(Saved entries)
|---|
use quizbookd::ipc;
use std::io::{self, BufRead, Write};

fn main() {
    // stdout carries the protocol; logs go to stderr.
    env_logger::Builder::from_env(env_logger::Env::default().default_filter_or("info")).init();
    log::info!("quizbookd {} ready", env!("CARGO_PKG_VERSION"));

    let mut state = ipc::AppState {
        workspace: None,
        db: None,
    };

    let stdin = io::stdin();
    let mut stdout = io::stdout();

    for line in stdin.lock().lines() {
        let line = match line {
            Ok(v) => v,
            Err(e) => {
                log::error!("stdin read failed: {}", e);
                break;
            }
        };
        if line.trim().is_empty() {
            continue;
        }

        let req: ipc::Request = match serde_json::from_str(&line) {
            Ok(v) => v,
            Err(e) => {
                // Can't reply without id.
                log::warn!("dropping malformed request: {}", e);
                let _ = writeln!(
                    stdout,
                    "{}",
                    serde_json::json!({
                        "ok": false,
                        "error": { "code": "bad_json", "message": e.to_string() }
                    })
                );
                let _ = stdout.flush();
                continue;
            }
        };

        let resp = ipc::handle_request(&mut state, req);
        let _ = writeln!(
            stdout,
            "{}",
            serde_json::to_string(&resp).unwrap_or_else(|_| "{\"ok\":false}".to_string())
        );
        let _ = stdout.flush();
    }
    log::info!("stdin closed, exiting");
}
|---|
* **EXERCISE**
The answer must be a word-for-word reproduction of every record above.

* **OUTPUT BELOW**
use quizbookd::ipc;
use std::io::{self, BufRead, Write};

fn main() {
    // stdout carries the protocol; logs go to stderr.
    env_logger::Builder::from_env(env_logger::Env::default().default_filter_or("info")).init();
    log::info!("quizbookd {} ready", env!("CARGO_PKG_VERSION"));

    let mut state = ipc::AppState {
        workspace: None,
        db: None,
    };

    let stdin = io::stdin();
    let mut stdout = io::stdout();

    for line in stdin.lock().lines() {
        let line = match line {
            Ok(v) => v,
            Err(e) => {
                log::error!("stdin read failed: {}", e);
                break;
            }
        };
        if line.trim().is_empty() {
            continue;
        }

        let req: ipc::Request = match serde_json::from_str(&line) {
            Ok(v) => v,
            Err(e) => {
                // Can't reply without id.
                log::warn!("dropping malformed request: {}", e);
                let _ = writeln!(
                    stdout,
                    "{}",
                    serde_json::json!({
                        "ok": false,
                        "error": { "code": "bad_json", "message": e.to_string() }
                    })
                );
                let _ = stdout.flush();
                continue;
            }
        };

        let resp = ipc::handle_request(&mut state, req);
        let _ = writeln!(
            stdout,
            "{}",
            serde_json::to_string(&resp).unwrap_or_else(|_| "{\"ok\":false}".to_string())
        );
        let _ = stdout.flush();
    }
    log::info!("stdin closed, exiting");
}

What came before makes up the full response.